Table lookups have a strict constraint on the number of bits they support. This can be limiting, especially if you don't need exact precision. As well as this, using larger bit-widths leads to slower table lookups.
To overcome these issues, rounded table lookups are introduced. This operation provides a way to round the least significant bits of a large integer and then apply the table lookup on the resulting (smaller) value.
Imagine you have a 5-bit value, but you want to have a 3-bit table lookup. You can call `fhe.round_bit_pattern(input, lsbs_to_remove=2)` and use the 3-bit value you receive as input to the table lookup.
Let's see how rounding works in practice:
import matplotlib.pyplot as plt
import numpy as np
from concrete import fhe
original_bit_width = 5
lsbs_to_remove = 2
assert 0 < lsbs_to_remove < original_bit_width
original_values = list(range(2**original_bit_width))
rounded_values = [
fhe.round_bit_pattern(value, lsbs_to_remove)
for value in original_values
]
previous_rounded = rounded_values[0]
for original, rounded in zip(original_values, rounded_values):
if rounded != previous_rounded:
previous_rounded = rounded
print()
original_binary = np.binary_repr(original, width=(original_bit_width + 1))

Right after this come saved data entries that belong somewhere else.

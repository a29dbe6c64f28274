//! The reconciler pass: for every catalogue entry whose deadline has
//! elapsed, drive the state-machine action dictated by its current status.

use tracing::{info, warn};

use crate::catalogue::{Catalogue, DescriptionSource, EntryId, EntryStatus, ServiceIdentity};
use crate::config::AppConfig;
use crate::local_view::LocalPrinterView;
use crate::print_service::{AddModifyRequest, PrintServiceClient};

pub struct Reconciler<'a> {
    pub catalogue: &'a mut Catalogue,
    pub local_view: &'a mut LocalPrinterView,
    pub client: &'a dyn PrintServiceClient,
    pub cfg: &'a AppConfig,
}

impl<'a> Reconciler<'a> {
    /// Run one pass over the whole catalogue. Returns the next deadline to
    /// schedule a reconcile timer for, if any.
    pub async fn run_pass(&mut self, now: u64) -> Option<u64> {
        self.local_view.inhibit();
        // Collect ids up front: the reconciler removes entries mid-iteration,
        // so it iterates a snapshot of ids, not the live map, meaning
        // removal never invalidates the cursor.
        let ids: Vec<EntryId> = self.catalogue.ids();
        for id in ids {
            self.step(id, now).await;
        }
        self.local_view.uninhibit();
        self.catalogue.next_deadline()
    }

    async fn step(&mut self, id: EntryId, now: u64) {
        let Some(entry) = self.catalogue.get(id) else { return };
        if !entry.is_due(now) && !matches!(entry.status, EntryStatus::Disappeared if entry.duplicate) {
            return;
        }

        match entry.status {
            EntryStatus::Unconfirmed => {
                let entry = self.catalogue.get_mut(id).unwrap();
                entry.status = EntryStatus::Disappeared;
                entry.deadline = Some(now);
                self.step_disappeared(id, now).await;
            }
            EntryStatus::Disappeared => self.step_disappeared(id, now).await,
            EntryStatus::ToBeCreated | EntryStatus::BrowsePacketReceived => self.step_create(id, now).await,
            EntryStatus::Confirmed => {}
        }
    }

    async fn step_disappeared(&mut self, id: EntryId, now: u64) {
        let duplicate = self.catalogue.get(id).map(|e| e.duplicate).unwrap_or(false);
        if duplicate {
            self.catalogue.remove(id);
            return;
        }

        let name = self.catalogue.get(id).unwrap().name.clone();

        match self.client.has_active_jobs(&name).await {
            Ok(true) => {
                self.retry_later(id, now, "active jobs pending");
                return;
            }
            Err(e) => {
                warn!(printer = %name, error = %e, "local print service unreachable; will retry");
                self.retry_later(id, now, "print service unreachable");
                return;
            }
            Ok(false) => {}
        }

        match self.client.get_default().await {
            Ok(Some(default)) if default.eq_ignore_ascii_case(&name) => {
                self.retry_later(id, now, "printer is the system default");
                return;
            }
            Err(e) => {
                warn!(printer = %name, error = %e, "local print service unreachable; will retry");
                self.retry_later(id, now, "print service unreachable");
                return;
            }
            _ => {}
        }

        match self.client.delete_printer(&name).await {
            Ok(()) => {
                info!(printer = %name, "removed local queue for disappeared remote printer");
                self.catalogue.remove(id);
            }
            Err(e) => {
                warn!(printer = %name, error = %e, "CUPS-Delete-Printer failed; will retry");
                self.retry_later(id, now, "delete failed");
            }
        }
    }

    async fn step_create(&mut self, id: EntryId, now: u64) {
        let entering_from_browse = matches!(self.catalogue.get(id).unwrap().status, EntryStatus::BrowsePacketReceived);
        let (name, uri, make_and_model, ppd_path, script_path) = {
            let entry = self.catalogue.get(id).unwrap();
            let make_and_model = entry.capability_hints.as_ref().and_then(|h| h.make_and_model.clone());
            let (ppd, script) = match &entry.description_source {
                DescriptionSource::Raw => (None, None),
                DescriptionSource::DescriptionFile(p) => (Some(p.clone()), None),
                DescriptionSource::InterfaceScript(p) => (None, Some(p.clone())),
            };
            (entry.name.clone(), entry.uri.clone(), make_and_model, ppd, script)
        };

        let req = AddModifyRequest {
            name: name.clone(),
            device_uri: uri,
            make_and_model,
            ppd_path: ppd_path.clone(),
            interface_script_path: script_path.clone(),
            shared: false,
        };

        let result = self.client.add_modify_printer(req).await;

        if let Some(path) = ppd_path {
            let _ = std::fs::remove_file(path);
        }
        if let Some(path) = script_path {
            let _ = std::fs::remove_file(path);
        }

        match result {
            Ok(()) => {
                let entry = self.catalogue.get_mut(id).unwrap();
                if entering_from_browse {
                    entry.status = EntryStatus::Disappeared;
                    entry.deadline = Some(now + self.cfg.browse_timeout_secs);
                } else {
                    entry.status = EntryStatus::Confirmed;
                    entry.deadline = None;
                }
                info!(printer = %name, "local queue created/updated");
            }
            Err(e) => {
                warn!(printer = %name, error = %e, "CUPS-Add-Modify-Printer failed; will retry");
                self.retry_later(id, now, "add-modify failed");
            }
        }
    }

    fn retry_later(&mut self, id: EntryId, now: u64, reason: &'static str) {
        if let Some(entry) = self.catalogue.get_mut(id) {
            entry.deadline = Some(now + self.cfg.retry_secs);
            tracing::debug!(printer = %entry.name, reason, retry_in = self.cfg.retry_secs, "scheduling retry");
        }
    }

    /// Disappearance protocol for a service-discovery REMOVE event.
    /// `identity` is the removed service's identity tuple.
    pub fn handle_remove(&mut self, identity: &ServiceIdentity, now: u64, remove_delay_secs: i64) {
        let Some(id) = self.catalogue.find_by_identity(identity) else { return };
        let name = self.catalogue.get(id).unwrap().name.clone();
        let takeover = self.catalogue.find_duplicate_by_name(&name, Some(id));

        if let Some(dup_id) = takeover {
            let dup = self.catalogue.get(dup_id).unwrap().clone();
            if let Some(entry) = self.catalogue.get_mut(id) {
                entry.uri = dup.uri;
                entry.host = dup.host;
                entry.identity = dup.identity;
                entry.description_source = dup.description_source;
                entry.status = EntryStatus::ToBeCreated;
                entry.deadline = Some(now);
            }
            if let Some(entry) = self.catalogue.get_mut(dup_id) {
                entry.status = EntryStatus::Disappeared;
                entry.deadline = Some(now);
            }
        } else if let Some(entry) = self.catalogue.get_mut(id) {
            let delay = if remove_delay_secs < 0 { 0 } else { remove_delay_secs };
            entry.status = EntryStatus::Disappeared;
            entry.deadline = Some(now + delay as u64);
        }
    }
}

rounded_binary = np.binary_repr(rounded, width=(original_bit_width + 1))
print(
f"{original:2} = 0b_{original_binary[:-lsbs_to_remove]}[{original_binary[-lsbs_to_remove:]}] "
f"=> "
f"0b_{rounded_binary[:-lsbs_to_remove]}[{rounded_binary[-lsbs_to_remove:]}] = {rounded}"
)
fig = plt.figure()
plt.plot(original_values, original_values, label="original", color="black")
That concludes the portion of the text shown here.